4. Pour rejeter la demande de reconnaissance de l’imputabilité au service de l’accident le 16 juillet 2024, la rectrice de l’académie de Normandie s’est fondée sur la circonstance que Mme A… n’a pas envoyé la déclaration d’accident du 5 avril 2024 dans le délai réglementaire de quinze jours.
5. Il est constant que Mme A… a remis en main propre à la directrice de son école d’affectation, le 8 avril 2024, le certificat médical établi le 5 avril précédent. En revanche, si la requérante soutient qu’elle a remis en même temps le formulaire de déclaration d’accident de service du 6 avril 2024, elle ne l’établit pas par les pièces qu’elle produit. La rectrice de l’académie de Normandie produit pour sa part à l’instance un courriel du 11 juillet 2024, dont l’auteure est Mme A…, dans lequel l’intéressée indique qu’elle s’est occupée elle-même d’envoyer la déclaration d’accident par voie postale et qu’elle n’a pas remis ce document à la directrice de son école le 8 avril 2024. Or, Mme A… n’établit pas qu’elle a effectivement envoyé ce document à l’administration ni a fortiori que cette formalité a été réalisée dans le délai réglementaire de quinze jours à compter du 5 avril 2024. Par suite, et alors que la requérante ne se prévaut d’aucun cas de force majeure, d’une impossibilité absolue ou de motifs légitimes l’ayant empêchée de transmettre sa déclaration d’accident de service dans les délais requis, elle n’est pas fondée à soutenir que c’est à tort que l’administration a rejeté sa demande en raison du caractère tardif de sa déclaration d’accident.
6. Il résulte de ce qui précède, sans qu’il soit besoin d’examiner la fin de non-recevoir opposée en défense, que la requête de Mme A… doit être rejetée.
D E C I D E :
Article 1er : La requête de Mme A… est rejetée.
Article 2 : Le présent jugement sera notifié à Mme B… A… et au ministre de l’éducation nationale.
Copie en sera adressée, pour information, à la rectrice de l’académie de Normandie.

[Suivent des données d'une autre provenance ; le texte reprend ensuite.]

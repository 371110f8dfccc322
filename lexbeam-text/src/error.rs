//! Error types for lexbeam-text organized by data source.

use thiserror::Error;

/// Text layer error variants.
#[derive(Debug, Error)]
pub enum Error {
    /// Dictionary lookup or construction error
    #[error(transparent)]
    Dictionary(#[from] DictionaryError),

    /// IO error while reading a dictionary or lexicon
    #[error(transparent)]
    Io(#[from] std::io::Error),
}

/// Dictionary errors.
#[derive(Debug, Error)]
pub enum DictionaryError {
    /// Entry already registered
    #[error("duplicate entry in dictionary: '{0}'")]
    Duplicate(String),

    /// Entry not found and no default index configured
    #[error("unknown entry in dictionary: '{0}'")]
    UnknownEntry(String),

    /// Index not found
    #[error("unknown index in dictionary: {0}")]
    UnknownIndex(usize),
}

/// Result type alias for lexbeam-text operations.
pub type Result<T> = std::result::Result<T, Error>;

Délibéré après l’audience du 24 mars 2026 à laquelle siégeaient :
Mme Grenier, présidente,
Mme Jeanmougin, première conseillère,
Mme Ameline, première conseillère.
Rendu public par mise à disposition au greffe le 7 avril 2026.
La rapporteure,
signé
C. AMELINELa présidente,
signé
C. GRENIER
Le greffier,
signé
N. BOULAY
La République mande et ordonne au ministre de l’éducation nationale en ce qui le concerne et à tous commissaires de justice à ce requis en ce qui concerne les voies de droit commun, contre les parties privées, de pourvoir à l’exécution de la présente décision.